Ioannis Martzios (Greek: Ιωάννης Μάρτζιος) or Martsios or Bartsios was a significant Greek chieftain of the Macedonian Struggle.

== Biography ==
Martzios was born in the 1870s in Gornica (now Kali Vrysi) of Drama. When he was 14, Bulgarian komitadjis assassinated his father. He finished school in Alistrati and continued his studies in Poros.

=== Armed actions ===
He returned to Macedonia and specifically to Serres, where he joined the armed group of Doukas Gaitatzis. Soon he was distinguished for his abilities and became a co-leader of the body that operated in the Zichni area. He took part with Gaitatzis in various confidential missions, such as against the komitadji Todor Panitsa, in Gratsiani (now Agiochori).
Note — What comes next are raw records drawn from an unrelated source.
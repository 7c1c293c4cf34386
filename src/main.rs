// Start of file: src/main.rs

use std::sync::Arc;

use axum::{Router, serve};
use tokio::net::TcpListener;

use notification_gateway::config::{environment::EnvironmentVariables, state::AppState};
use notification_gateway::core::{logging, server};
use notification_gateway::database::DatabaseService;

#[tokio::main]
async fn main() -> anyhow::Result<()> {
    logging::init_tracing();

    let environment: Arc<EnvironmentVariables> = Arc::new(EnvironmentVariables::load()?);

    // Pool is lazy: the service comes up even if the database is unreachable
    let database: DatabaseService = DatabaseService::new(&environment);
    let state: AppState = AppState::new(environment.clone(), Arc::new(database.clone()));

    let app: Router = server::create_app(state);
    let listener: TcpListener = server::setup_listener(&environment).await?;

    tracing::info!(
        "Server listening on {} (docs at {})",
        listener.local_addr()?,
        environment.base_path
    );

    serve(listener, server::into_make_service(app))
        .with_graceful_shutdown(server::shutdown_signal())
        .await?;

    database.shutdown().await;

    Ok(())
}

// End of file: src/main.rs
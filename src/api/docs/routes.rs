// Documentation page and root redirect (HTML, outside the JSON API)

use axum::{routing::get, Router};

use crate::config::state::AppState;
use super::handler;

pub fn docs_routes(base_path: &str) -> Router<AppState> {
    Router::new()
        .route("/", get(handler::redirect_to_docs_handler))
        .route(base_path, get(handler::docs_handler))
}
// Entrance (flex_entrance) handlers

use axum::{
    extract::{Path, State},
    http::StatusCode,
};
use serde_json::json;
use tracing::{info, instrument};

use crate::api::parse_id;
use crate::config::state::AppState;
use crate::utils::error_handler::ApiError;
use crate::utils::response_handler::HandlerResponse;

pub const ENTRANCE_NOT_FOUND: &str = "Entrada não encontrada";

/// Lists every entrance by recorded timestamp, newest first
#[instrument(skip(state))]
pub async fn list_entrances_handler(
    State(state): State<AppState>,
) -> Result<HandlerResponse, ApiError> {
    let entrances = state
        .store
        .list_entrances()
        .await
        .map_err(|e| ApiError::store("Erro ao buscar entradas", e))?;

    info!("Returning {} entrances", entrances.len());
    Ok(HandlerResponse::new(StatusCode::OK).data(json!(entrances)))
}

#[instrument(skip(state))]
pub async fn get_entrance_handler(
    State(state): State<AppState>,
    Path(id): Path<String>,
) -> Result<HandlerResponse, ApiError> {
    let id: i32 = parse_id(&id).ok_or(ApiError::NotFound(ENTRANCE_NOT_FOUND))?;

    let entrance = state
        .store
        .find_entrance(id)
        .await
        .map_err(|e| ApiError::store("Erro ao buscar entrada", e))?
        .ok_or(ApiError::NotFound(ENTRANCE_NOT_FOUND))?;

    Ok(HandlerResponse::new(StatusCode::OK).data(json!(entrance)))
}
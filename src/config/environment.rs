// Start of file: /src/config/environment.rs

// * Environment configuration, read once at startup and shared through Arc.

use std::{borrow::Cow, collections::HashMap};
// * anyhow for convenient error handling
use anyhow::{bail, Context, Result};
use tracing::warn;

// ! Default values for environment variables (used if variables aren't set):
const DEFAULT_ENVIRONMENT: &str = "development";
const DEFAULT_HOST: &str = "127.0.0.1";
const DEFAULT_BASE_PATH: &str = "/notifications";
const DEFAULT_DB_HOST: &str = "localhost";
const DEFAULT_DB_USER: &str = "postgres";
const DEFAULT_DB_PASSWORD: &str = "postgres";
const DEFAULT_DB_NAME: &str = "flex_hubs";
const DEFAULT_PORT: u16 = 3000;
const DEFAULT_MAX_BODY_SIZE: usize = 2_097_152; // 2MB
const DEFAULT_DB_PORT: u16 = 5432; // Default Postgres port
const DEFAULT_DB_MAX_CONNECTIONS: u32 = 10;

// * A struct containing all environment variables used by the app
#[derive(Clone, Debug)]
pub struct EnvironmentVariables {
    pub environment: Cow<'static, str>,
    pub host: Cow<'static, str>,
    pub port: u16,
    pub base_path: Cow<'static, str>,
    pub max_request_body_size: usize,
    pub db_host: Cow<'static, str>,
    pub db_port: u16,
    pub db_user: Cow<'static, str>,
    pub db_password: Cow<'static, str>,
    pub db_name: Cow<'static, str>,
    pub db_max_connections: u32,
}

impl EnvironmentVariables {
    // * Loads environment variables from the process (and .env).
    // * Only reads .env if ENVIRONMENT != "production".
    pub fn load() -> Result<Self> {
        // ? In non-production environments, attempt to load .env
        if std::env::var("ENVIRONMENT").unwrap_or_default() != "production" {
            dotenv::dotenv().ok();
        }

        let vars: HashMap<String, String> = std::env::vars().collect();
        let config: EnvironmentVariables = Self::from_vars(&vars)?;

        if cfg!(debug_assertions) {
            tracing::debug!("Loaded environment configuration: {:#?}", config.redacted());
        }

        Ok(config)
    }

    // * Builds the configuration from an explicit variable map, providing defaults if missing
    pub fn from_vars(vars: &HashMap<String, String>) -> Result<Self> {
        // * A small helper closure to fetch a variable by key
        let get_var = |key: &str| vars.get(key).map(String::as_str);

        Ok(Self {
            environment: get_var("ENVIRONMENT")
                .map(|s| Cow::Owned(s.into()))
                .unwrap_or_else(|| {
                    warn!("Missing ENVIRONMENT, defaulting to '{DEFAULT_ENVIRONMENT}'");
                    Cow::Borrowed(DEFAULT_ENVIRONMENT)
                }),

            host: get_var("HOST")
                .map(|s| Cow::Owned(s.into()))
                .unwrap_or(Cow::Borrowed(DEFAULT_HOST)),

            port: get_var("PORT")
                .map(|s| s.parse().context("Invalid PORT value"))
                .transpose()?
                .unwrap_or(DEFAULT_PORT),

            base_path: match get_var("BASE_PATH") {
                Some(raw) => Cow::Owned(normalize_base_path(raw)?),
                None => Cow::Borrowed(DEFAULT_BASE_PATH),
            },

            max_request_body_size: get_var("MAX_REQUEST_BODY_SIZE")
                .map(|s| s.parse().context("Invalid MAX_REQUEST_BODY_SIZE"))
                .transpose()?
                .unwrap_or(DEFAULT_MAX_BODY_SIZE),

            db_host: get_var("DB_HOST")
                .map(|s| Cow::Owned(s.into()))
                .unwrap_or_else(|| {
                    warn!("Missing DB_HOST, defaulting to '{DEFAULT_DB_HOST}'");
                    Cow::Borrowed(DEFAULT_DB_HOST)
                }),

            db_port: get_var("DB_PORT")
                .map(|s| s.parse().context("Invalid DB_PORT"))
                .transpose()?
                .unwrap_or(DEFAULT_DB_PORT),

            db_user: get_var("DB_USER")
                .map(|s| Cow::Owned(s.into()))
                .unwrap_or_else(|| {
                    warn!("Missing DB_USER, defaulting to '{DEFAULT_DB_USER}'");
                    Cow::Borrowed(DEFAULT_DB_USER)
                }),

            db_password: get_var("DB_PASSWORD")
                .map(|s| Cow::Owned(s.into()))
                .unwrap_or_else(|| {
                    warn!("Missing DB_PASSWORD, defaulting to the built-in development password");
                    Cow::Borrowed(DEFAULT_DB_PASSWORD)
                }),

            db_name: get_var("DB_NAME")
                .map(|s| Cow::Owned(s.into()))
                .unwrap_or_else(|| {
                    warn!("Missing DB_NAME, defaulting to '{DEFAULT_DB_NAME}'");
                    Cow::Borrowed(DEFAULT_DB_NAME)
                }),

            db_max_connections: get_var("DB_MAX_CONNECTIONS")
                .map(|s| s.parse().context("Invalid DB_MAX_CONNECTIONS"))
                .transpose()?
                .unwrap_or(DEFAULT_DB_MAX_CONNECTIONS),
        })
    }

    // * Full prefix of the JSON API, e.g. "/notifications/api"
    pub fn api_prefix(&self) -> String {
        format!("{}/api", self.base_path)
    }

    // * Copy safe to print in logs
    fn redacted(&self) -> Self {
        Self {
            db_password: Cow::Borrowed("***"),
            ..self.clone()
        }
    }
}

// * The router nests under this path, so it can't be empty or the root
fn normalize_base_path(raw: &str) -> Result<String> {
    let trimmed: &str = raw.trim().trim_end_matches('/');

    if !trimmed.starts_with('/') {
        bail!("Invalid BASE_PATH '{raw}': must start with '/' and not be the root");
    }

    Ok(trimmed.to_string())
}


// End of file: /src/config/environment.rs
He then formed his own armed body and acted throughout the area of Serres and Fyllida. He collaborated with the local bodies of the chieftains Vasileios Tsouvaltzis and Theodoros Boulasikis. With his body he took part in important battles against Bulgarian komitadjis in Pursovo (now Anthochori) and in Karlikova (now Mikropoli).

On July 24, 1908, following the Young Turk Revolution and the granting of a general amnesty, he entered the city of Serres, where the citizens received him as a hero.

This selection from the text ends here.